Ca2+/calmodulin-dependent protein kinase II (CaMKII) is a Ser/Thr kinase necessary for long-term memory formation. CaMKII comprises 2% of the total protein in dendritic spines, where it plays important signaling roles allowed for by its unique structure. Each CaMKII subunit is comprised of a kinase domain, regulatory segment, linker region, and hub domain that is responsible for oligomerizing the subunits. Understanding the hub domain and its dynamics (i.e., how it assembles and falls apart) is crucial, and we have pursued experiments to interrogate holoenzyme stability using a combination of differential scanning calorimetry (DSC), X-ray crystallography, and mass photometry (MP). The kinase domain has a low thermal stability, which is significantly stabilized by regulatory segment binding.
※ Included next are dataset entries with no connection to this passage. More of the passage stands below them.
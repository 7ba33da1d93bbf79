//! Bottom-up criteria simplification under three valued logic. Every rule
//! that proves a predicate always true/false/unknown emits the matching
//! sentinel from `objects::criteria`, so later passes detect the outcome by
//! structural equality.

use super::expression::simplify_expression;
use super::{command, RewriteEnv, RewriterError};
use crate::constants::Ternary;
use crate::engine::evaluator::{Evaluator, EvaluatorError};
use crate::engine::objects::{
    false_criteria, true_criteria, unknown_criteria, BetweenCriteria, CompareCriteria, CompareOp,
    CompoundCriteria, CompoundOp, Constant, Criteria, Expression, FunctionCall, FunctionKind,
    HasCriteria, IsNullCriteria, MatchCriteria, Quantifier, SetCriteria, SqlType, SqlValue,
    SubqueryCompareCriteria, TranslateCriteria,
};

pub(crate) fn simplify_criteria(
    criteria: Criteria,
    env: &RewriteEnv,
) -> Result<Criteria, RewriterError> {
    match criteria {
        Criteria::Compound(c) => simplify_compound(c, env),
        Criteria::Not(inner) => simplify_not(*inner, env),
        Criteria::Compare(c) => simplify_compare(c, env),
        Criteria::Between(b) => simplify_between(b, env),
        Criteria::Match(m) => simplify_match(m, env),
        Criteria::SetCriteria(s) => simplify_set(s, env),
        Criteria::IsNull(n) => simplify_is_null(n, env),
        Criteria::SubqueryCompare(s) => simplify_subquery_compare(s, env),
        Criteria::Exists(q) => Ok(Criteria::Exists(Box::new(command::rewrite_query_command(
            *q, env,
        )?))),
        Criteria::HasCriteria(h) => resolve_has_criteria(h, env),
        Criteria::TranslateCriteria(t) => resolve_translate_criteria(t, env),
    }
}

fn ternary_to_sentinel(value: Ternary) -> Criteria {
    match value {
        Ternary::True => true_criteria(),
        Ternary::False => false_criteria(),
        Ternary::Unknown => unknown_criteria(),
    }
}

fn simplify_compound(
    compound: CompoundCriteria,
    env: &RewriteEnv,
) -> Result<Criteria, RewriterError> {
    let (neutral, absorbing): (fn(&Criteria) -> bool, fn(&Criteria) -> bool) = match compound.op {
        CompoundOp::And => (Criteria::is_true_criteria, Criteria::is_false_criteria),
        CompoundOp::Or => (Criteria::is_false_criteria, Criteria::is_true_criteria),
    };

    let mut parts: Vec<Criteria> = vec![];
    for part in compound.parts {
        let part = simplify_criteria(part, env)?;
        if absorbing(&part) {
            return Ok(ternary_to_sentinel(match compound.op {
                CompoundOp::And => Ternary::False,
                CompoundOp::Or => Ternary::True,
            }));
        }
        if neutral(&part) {
            continue;
        }
        match part {
            //Nested compounds of the same operator flatten; they were
            //already simplified on the way up
            Criteria::Compound(inner) if inner.op == compound.op => parts.extend(inner.parts),
            other => parts.push(other),
        }
    }

    //AND/OR are idempotent, so one always-unknown operand subsumes the rest
    let mut seen_unknown = false;
    parts.retain(|p| {
        if p.is_unknown_criteria() {
            if seen_unknown {
                return false;
            }
            seen_unknown = true;
        }
        true
    });

    match parts.len() {
        0 => Ok(match compound.op {
            CompoundOp::And => true_criteria(),
            CompoundOp::Or => false_criteria(),
        }),
        1 => Ok(parts.remove(0)),
        _ => Ok(Criteria::Compound(CompoundCriteria {
            op: compound.op,
            parts,
        })),
    }
}

fn simplify_not(inner: Criteria, env: &RewriteEnv) -> Result<Criteria, RewriterError> {
    //Negation pushes into the shapes that carry it themselves before any
    //other rule runs, so the negated form simplifies as a whole
    match inner {
        //Double negation cancels
        Criteria::Not(child) => simplify_criteria(*child, env),
        Criteria::Compare(mut c) => {
            c.op = c.op.negate();
            simplify_compare(c, env)
        }
        Criteria::Between(mut b) => {
            b.negated = !b.negated;
            simplify_between(b, env)
        }
        Criteria::SetCriteria(mut s) => {
            s.negated = !s.negated;
            simplify_set(s, env)
        }
        Criteria::Match(mut m) => {
            m.negated = !m.negated;
            simplify_match(m, env)
        }
        Criteria::IsNull(mut n) => {
            n.negated = !n.negated;
            simplify_is_null(n, env)
        }
        other => {
            let inner = simplify_criteria(other, env)?;
            if inner.is_true_criteria() {
                return Ok(false_criteria());
            }
            if inner.is_false_criteria() {
                return Ok(true_criteria());
            }
            if inner.is_unknown_criteria() {
                return Ok(unknown_criteria());
            }
            match inner {
                //The child simplified into a negatable shape after all,
                //e.g. a compound that collapsed to a single comparison
                Criteria::Compare(mut c) => {
                    c.op = c.op.negate();
                    Ok(Criteria::Compare(c))
                }
                Criteria::SetCriteria(mut s) => {
                    s.negated = !s.negated;
                    Ok(Criteria::SetCriteria(s))
                }
                Criteria::Match(mut m) => {
                    m.negated = !m.negated;
                    Ok(Criteria::Match(m))
                }
                Criteria::IsNull(mut n) => {
                    n.negated = !n.negated;
                    Ok(Criteria::IsNull(n))
                }
                Criteria::Not(child) => Ok(*child),
                //No safe flip exists; keep the explicit NOT
                simplified => Ok(Criteria::Not(Box::new(simplified))),
            }
        }
    }
}
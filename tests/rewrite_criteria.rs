use estuarylib::engine::objects::{
    BetweenCriteria, CompareOp, Constant, Criteria, Expression, FunctionCall, FunctionKind,
    MatchCriteria, SetCriteria, SqlType,
};
use estuarylib::engine::test_objects::{element, get_catalog, get_context};
use estuarylib::engine::Rewriter;

fn int(i: i64) -> Expression {
    Expression::Constant(Constant::integer(i))
}

fn text(t: &str) -> Expression {
    Expression::Constant(Constant::text(t))
}

#[test]
fn criteria_golden_outputs() -> Result<(), Box<dyn std::error::Error>> {
    let catalog = get_catalog();
    let context = get_context();

    let cases: Vec<(Criteria, &str)> = vec![
        (
            Criteria::and(vec![
                Criteria::compare(element(&catalog.g1, 0), CompareOp::Eq, int(1)),
                Criteria::compare(int(1), CompareOp::Eq, int(0)),
            ]),
            "1 = 0",
        ),
        (
            Criteria::SetCriteria(SetCriteria {
                expr: element(&catalog.g1, 2),
                values: vec![text("1"), text("1"), text("2")],
                negated: false,
            }),
            "e3 IN ('1', '2')",
        ),
        (
            Criteria::SetCriteria(SetCriteria {
                expr: element(&catalog.g1, 2),
                values: vec![text("1")],
                negated: false,
            }),
            "e3 = '1'",
        ),
        (
            Criteria::SetCriteria(SetCriteria {
                expr: element(&catalog.g1, 2),
                values: vec![],
                negated: false,
            }),
            "1 = 0",
        ),
        (
            Criteria::compare(text("x"), CompareOp::Gt, element(&catalog.g1, 2)),
            "e3 < 'x'",
        ),
        (
            Criteria::compare(
                Expression::Function(FunctionCall::new(
                    FunctionKind::Multiply,
                    SqlType::Integer,
                    vec![element(&catalog.g1, 1), int(-5)],
                )),
                CompareOp::Gt,
                int(10),
            ),
            "e2 < -2",
        ),
        (
            Criteria::Between(BetweenCriteria {
                expr: element(&catalog.g1, 0),
                negated: false,
                low: int(1000),
                high: int(2000),
            }),
            "(e1 >= 1000) AND (e1 <= 2000)",
        ),
        (
            Criteria::compare(
                Expression::Function(FunctionCall::new(
                    FunctionKind::Convert(SqlType::Text),
                    SqlType::Text,
                    vec![element(&catalog.g1, 1)],
                )),
                CompareOp::Eq,
                text("x"),
            ),
            "1 = 0",
        ),
        (
            Criteria::SetCriteria(SetCriteria {
                expr: Expression::null(SqlType::Text),
                values: vec![text("a"), text("b"), text("c")],
                negated: false,
            }),
            "null <> null",
        ),
        (
            Criteria::Match(MatchCriteria {
                expr: element(&catalog.g1, 2),
                pattern: text("abc"),
                escape: None,
                negated: true,
            }),
            "e3 <> 'abc'",
        ),
    ];

    for (input, expected) in cases {
        let rewritten = Rewriter::rewrite_criteria(input, &catalog.metadata, &context)?;
        assert_eq!(rewritten.to_string(), expected);
    }
    Ok(())
}

#[test]
fn rewriting_is_idempotent() -> Result<(), Box<dyn std::error::Error>> {
    let catalog = get_catalog();
    let context = get_context();

    let corpus: Vec<Criteria> = vec![
        Criteria::and(vec![
            Criteria::compare(element(&catalog.g1, 0), CompareOp::Eq, int(1)),
            Criteria::or(vec![
                Criteria::compare(element(&catalog.g1, 1), CompareOp::Lt, int(5)),
                Criteria::compare(text("x"), CompareOp::Le, element(&catalog.g1, 2)),
            ]),
        ]),
        Criteria::Between(BetweenCriteria {
            expr: element(&catalog.g1, 0),
            negated: true,
            low: int(1),
            high: int(2),
        }),
        Criteria::Not(Box::new(Criteria::compare(
            Expression::Function(FunctionCall::new(
                FunctionKind::Add,
                SqlType::Integer,
                vec![element(&catalog.g1, 0), int(3)],
            )),
            CompareOp::Ge,
            int(10),
        ))),
        Criteria::SetCriteria(SetCriteria {
            expr: element(&catalog.g1, 2),
            values: vec![
                text("a"),
                Expression::null(SqlType::Text),
                text("a"),
                text("b"),
            ],
            negated: true,
        }),
        Criteria::Match(MatchCriteria {
            expr: element(&catalog.g1, 2),
            pattern: text("a%b_c"),
            escape: Some('#'),
            negated: false,
        }),
    ];

    for criteria in corpus {
        let once = Rewriter::rewrite_criteria(criteria, &catalog.metadata, &context)?;
        let twice = Rewriter::rewrite_criteria(once.clone(), &catalog.metadata, &context)?;
        assert_eq!(once, twice, "rewrite is not a fixed point: {}", once);
    }
    Ok(())
}

#[test]
fn evaluation_errors_surface_as_validator_errors() {
    let catalog = get_catalog();
    let context = get_context();

    //Division by zero in a foldable predicate must not be absorbed
    let division = Criteria::compare(
        Expression::Function(FunctionCall::new(
            FunctionKind::Divide,
            SqlType::Integer,
            vec![int(1), int(0)],
        )),
        CompareOp::Eq,
        int(1),
    );
    assert!(Rewriter::rewrite_criteria(division, &catalog.metadata, &context).is_err());
}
The hub domain alone is extremely stable, whereas the holoenzyme structure has multiple unfolding transitions ranging from ∼60°C to 100°C. Using MP, we compared the masses CaMKIIα splice variants with different variable linker regions and determined that the holoenzymes are less stable) compared with the hub domain alone. These results indicate that within the context of the holoenzyme structure, the kinase domain is stabilized, whereas the hub domain is destabilized. Insight into the dynamics of the holoenzyme gives us a broader understanding of CaMKII activation-triggered subunit exchange. Active CaMKII exchanges subunits with neighboring CaMKIIs and spreads its activation state. This might have a significant role in memory formation where it remains unclear how memories are stored for long periods of time. We interrogated CaMKII subunit exchange using FRET and single-molecule microscopy. Our results indicate that stability correlates with subunit exchange rate. Some instability may be required to initiate this dynamic process. These data provide important insight to holoenzyme biophysics and its role in CaMKII biology.